# [Your assignment]
Every line of the entries that holds the word "memchr" is to be copied.
Record extracts section start
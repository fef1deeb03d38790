pub mod buffer;
pub mod location;

pub use buffer::SequenceBuffer;
pub use location::{SequenceLocation, Strand};
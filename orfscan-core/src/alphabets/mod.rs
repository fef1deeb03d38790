pub mod dna;

use bit_set::BitSet;
use std::borrow::Borrow;

#[derive(Default, Clone, Eq, PartialEq, Ord, PartialOrd, Hash, Debug)]
pub struct Alphabet {
    pub symbols: BitSet,
}

impl Alphabet {
    pub fn new<C, T>(symbols: T) -> Self
    where
        C: Borrow<u8>,
        T: IntoIterator<Item = C>,
    {
        let mut s = BitSet::new();
        s.extend(symbols.into_iter().map(|c| *c.borrow() as usize));

        Alphabet { symbols: s }
    }

    pub fn is_word<C, T>(&self, text: T) -> bool
    where
        C: Borrow<u8>,
        T: IntoIterator<Item = C>,
    {
        text.into_iter()
            .all(|c| self.symbols.contains(*c.borrow() as usize))
    }
}

#[cfg(test)]
mod tests {
    use super::*;

    #[test]
    fn test_alphabet_eq() {
        assert_eq!(Alphabet::new(b"ATCG"), Alphabet::new(b"ATCG"));
        assert_eq!(Alphabet::new(b"ATCG"), Alphabet::new(b"TAGC"));
        assert_ne!(Alphabet::new(b"ATCG"), Alphabet::new(b"ATC"));
    }

    #[test]
    fn words_over_the_alphabet() {
        let alphabet = Alphabet::new(b"ACGT");
        assert!(alphabet.is_word(b"GATTACA"));
        assert!(!alphabet.is_word(b"GANTACA"));
        assert!(alphabet.is_word(b""));
    }
}
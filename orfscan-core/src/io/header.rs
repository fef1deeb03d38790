//! Text form of a [`SequenceLocation`]:
//! `[Orf: id, from, to, strand, incompleteStart, incompleteEnd]`.
//!
//! The token travels as one field of a longer header line, for example
//! `contig_7 [Orf: 3, 10, 40, 0, 1, 0]`.

use crate::error::{OrfError, OrfResult};
use crate::seq::location::{SequenceLocation, Strand};

use memchr::memmem;
use std::fmt;
use std::str::FromStr;

const TAG: &[u8] = b"[Orf:";

impl fmt::Display for SequenceLocation {
    fn fmt(&self, f: &mut fmt::Formatter<'_>) -> fmt::Result {
        write!(
            f,
            "[Orf: {}, {}, {}, {}, {}, {}]",
            self.id,
            self.from,
            self.to,
            self.strand.code(),
            u8::from(self.has_incomplete_start),
            u8::from(self.has_incomplete_end)
        )
    }
}

impl FromStr for SequenceLocation {
    type Err = OrfError;

    fn from_str(s: &str) -> OrfResult<Self> {
        decode_orf_header(s)
    }
}

pub fn encode_orf_header(location: &SequenceLocation) -> String {
    location.to_string()
}

/// Parse the first whitespace-delimited field of `text` starting with
/// `[Orf:`. At least id, from, to, strand and the start flag must be
/// present; a missing end flag reads as false. The span must be non-empty.
pub fn decode_orf_header(text: &str) -> OrfResult<SequenceLocation> {
    let bytes = text.as_bytes();
    let start = memmem::find_iter(bytes, TAG)
        .find(|&pos| pos == 0 || bytes[pos - 1].is_ascii_whitespace())
        .ok_or(OrfError::MissingOrfHeader)?;

    let rest = &text[start..];
    let token = match memchr::memchr(b']', rest.as_bytes()) {
        Some(end) => &rest[..=end],
        None => rest.trim_end(),
    };
    let malformed = || OrfError::MalformedOrfHeader {
        token: token.to_string(),
    };

    let body = token[TAG.len()..].trim_end_matches(']');
    let values: Vec<i64> = body
        .split(',')
        .map(str::trim)
        .map_while(|field| field.parse::<i64>().ok())
        .collect();
    if values.len() < 5 {
        return Err(malformed());
    }

    let id = u32::try_from(values[0]).map_err(|_| malformed())?;
    let from = usize::try_from(values[1]).map_err(|_| malformed())?;
    let to = usize::try_from(values[2]).map_err(|_| malformed())?;
    let strand = Strand::from_code(values[3]).ok_or_else(malformed)?;
    if to <= from {
        return Err(malformed());
    }

    Ok(SequenceLocation {
        id,
        from,
        to,
        strand,
        has_incomplete_start: values[4] != 0,
        has_incomplete_end: values.get(5).is_some_and(|&v| v != 0),
    })
}

#[cfg(test)]
mod tests {
    use super::*;

    #[test]
    fn decode_from_header_line() {
        let loc = decode_orf_header("header [Orf: 3, 10, 40, 0, 1, 0]").unwrap();
        assert_eq!(
            loc,
            SequenceLocation {
                id: 3,
                from: 10,
                to: 40,
                strand: Strand::Plus,
                has_incomplete_start: true,
                has_incomplete_end: false,
            }
        );
    }

    #[test]
    fn encode_matches_grammar() {
        let loc = SequenceLocation::new(5, 95, Strand::Minus, false, true).with_id(12);
        assert_eq!(encode_orf_header(&loc), "[Orf: 12, 5, 95, 1, 0, 1]");
        assert_eq!(decode_orf_header(&format!("seq1 {loc} len=90")).unwrap(), loc);
    }

    #[test]
    fn first_token_wins() {
        let loc = decode_orf_header("[Orf: 1, 0, 9, 1, 0, 0] [Orf: 2, 3, 6, 0, 0, 0]").unwrap();
        assert_eq!(loc.id, 1);
        assert_eq!(loc.strand, Strand::Minus);
    }

    #[test]
    fn token_must_start_a_field() {
        assert!(matches!(
            decode_orf_header("x[Orf: 1, 0, 9, 0, 0, 0]"),
            Err(OrfError::MissingOrfHeader)
        ));
        assert!(decode_orf_header("x\t[Orf: 1, 0, 9, 0, 0, 0]").is_ok());
    }

    #[test]
    fn missing_token_fails() {
        assert!(matches!(
            decode_orf_header("header without location"),
            Err(OrfError::MissingOrfHeader)
        ));
        assert!(matches!(decode_orf_header(""), Err(OrfError::MissingOrfHeader)));
    }

    #[test]
    fn five_fields_are_enough() {
        let loc = decode_orf_header("h [Orf: 4, 0, 30, 0, 1]").unwrap();
        assert!(loc.has_incomplete_start);
        assert!(!loc.has_incomplete_end);
    }

    #[test]
    fn malformed_token_fails() {
        for text in [
            "h [Orf: 4, 0, 30, 0]",
            "h [Orf: 4, x, 30, 0, 1, 1]",
            "h [Orf:]",
            "h [Orf: 4, 0, 30, 2, 1, 1]",
            "h [Orf: -4, 0, 30, 0, 1, 1]",
            "h [Orf: 0, 9, 3, 0, 0, 0]",
            "h [Orf: 0, 3, 3, 0, 0, 0]",
        ] {
            match decode_orf_header(text) {
                Err(OrfError::MalformedOrfHeader { .. }) => {}
                other => panic!("expected malformed header for {text:?}, got {other:?}"),
            }
        }
    }

    #[test]
    fn parse_via_from_str() {
        let loc: SequenceLocation = "[Orf: 0, 1, 4, 0, 0, 1]".parse().unwrap();
        assert_eq!(loc.to, 4);
        assert!(loc.has_incomplete_end);
    }
}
Record extracts section end
# [Answer section]
use memchr::memmem;
    let token = match memchr::memchr(b']', rest.as_bytes()) {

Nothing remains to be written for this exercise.